Okay, okay, I'll go do my reading. Between you and Andy I never have
a spare
moment!

Martin


On 3/8/09 6:35 PM, "David Kellogg" <vaughndogblack@yahoo.com> wrote:

Martin:

I'm afraid I'm not going to defend fuzzy thinking. Not because I
don't agree
with it, but because I'm not very good at it. My fuzziness tends to
be of the
nonvolitional sort.

As I said, it's an aspect of Jay's work (and also Vygotsky's) I
haven't really
assimilated very well. For many years I've been trying to ENTIRELY
reorganize
the "present-practice-produce" paradigm of lessons here in Korea
along the
lines of his graphico-semiotic functions "getting attention--
presenting
information--checking integration".

It's a VERY powerful way of looking at lessons: it explains why
skilled
teachers NEVER begin with a blank slate, it puts information at the
centre of
the exchange where it really belongs, and it provides a model of
understanding
that is miles from testing practices: integrating old and new, me
and you, be
and do.

But I find it pretty hard to code stuff! Take this, for example, from
yesterday's introductory class:

a)"Hi!"
b) "I'm Mr. K."
c) "And you?"

Now, I'd like to say that a) is "getting attention", b) is "giving
information" and c) is some kind of "checking integration". I'd
like to go
further, and say that greetings and DOWN intonation are generally
a), indicative/declaratives with horizontal or UP-DOWN intonation are
generally b) and teacher questions often often UP intoned and c).
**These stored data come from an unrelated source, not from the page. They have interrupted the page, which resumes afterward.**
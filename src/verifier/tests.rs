use super::*;
use crate::model::{Category, ParseMethod};
use crate::provider::descriptor::OPENAI;
use crate::provider::mock::{DEFAULT_MOCK_USAGE, MockProvider, MockReply};
use crate::sink::{FailingMetricsSink, RecordingErrorReporter, RecordingMetricsSink};

struct Harness {
    verifier: Verifier,
    provider: Arc<MockProvider>,
    metrics: Arc<RecordingMetricsSink>,
    reporter: Arc<RecordingErrorReporter>,
}

fn test_config() -> Config {
    Config {
        api_key: Some("test-key".to_string()),
        ..Default::default()
    }
}

fn harness_with(config: Config, provider: MockProvider) -> Harness {
    let provider = Arc::new(provider);
    let metrics = Arc::new(RecordingMetricsSink::new());
    let reporter = Arc::new(RecordingErrorReporter::new());
    let verifier = Verifier::with_components(
        config,
        provider.clone(),
        metrics.clone(),
        reporter.clone(),
    )
    .expect("valid config");
    Harness {
        verifier,
        provider,
        metrics,
        reporter,
    }
}

fn harness(provider: MockProvider) -> Harness {
    harness_with(test_config(), provider)
}

fn verdict(reason: &str) -> String {
    format!(
        r#"{{"isValid": true, "confidence": 0.8, "reason": "{}", "issues": [], "suggestions": []}}"#,
        reason
    )
}

#[tokio::test]
async fn test_verify_success_populates_metrics() {
    let h = harness(MockProvider::new());

    let result = h
        .verifier
        .verify("A tidy listing for garden maintenance.", &VerificationOptions::new())
        .await
        .unwrap();

    assert!(result.is_valid);
    assert_eq!(result.confidence, 0.9);
    assert!(result.error.is_none());
    assert_eq!(result.provider, "openai");
    assert_eq!(result.model, "gpt-4o-mini");
    assert_eq!(result.parse_method(), Some(ParseMethod::Json));
    for category in Category::ALL {
        assert!(result.category(category.as_str()).is_some());
    }
    assert!(result.category("moderation").unwrap().is_not_checked());

    assert_eq!(result.metrics.input_tokens, DEFAULT_MOCK_USAGE.input_tokens);
    assert_eq!(result.metrics.output_tokens, DEFAULT_MOCK_USAGE.output_tokens);
    assert_eq!(result.metrics.total_tokens, DEFAULT_MOCK_USAGE.total());
    assert!((result.metrics.cost - OPENAI.cost(&DEFAULT_MOCK_USAGE)).abs() < 1e-12);
    assert!(!result.metrics.estimated_usage);
    assert_eq!(result.metadata.attempts, 1);
    assert_eq!(result.metadata.verification_type, "content");

    let records = h.metrics.records();
    assert_eq!(records.len(), 1);
    assert!(records[0].success);
    assert_eq!(records[0].operation, "llm_verification");
    assert_eq!(records[0].tokens_used, 160);
    assert!(h.reporter.is_empty());
}

#[tokio::test(start_paused = true)]
async fn test_retry_twice_then_succeed() {
    let h = harness(MockProvider::scripted([
        MockReply::status(429, "Too Many Requests"),
        MockReply::status(429, "Too Many Requests"),
    ]));

    let result = h
        .verifier
        .verify("content", &VerificationOptions::new())
        .await
        .unwrap();

    assert!(result.is_valid);
    assert!(result.error.is_none());
    assert_eq!(result.metadata.attempts, 3);

    let calls = h.provider.calls();
    assert_eq!(calls.len(), 3);
    assert_eq!(calls[1].at - calls[0].at, Duration::from_secs(1));
    assert_eq!(calls[2].at - calls[1].at, Duration::from_secs(2));

    assert_eq!(h.metrics.len(), 1);
    assert!(h.reporter.is_empty());
}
But the data won't code with any reliability Worse, I find there is
a) in b)
("I'm") and b) in a) ("Hi" gives information about how the speaker
envisions
the relationship), and c) in eveything (even the grammar).
Everything is
everything.

How nice it would be to shrug my shoulders like Hegel and say "So
much the
worse for the facts!" I would like to believe, as Benjamin says,
that "insight
into the relationship between essences is the prerogative of the
philosopher
and these relationships remain unaltered even if they do not take
on the
purest form in the world of fact." But I don't.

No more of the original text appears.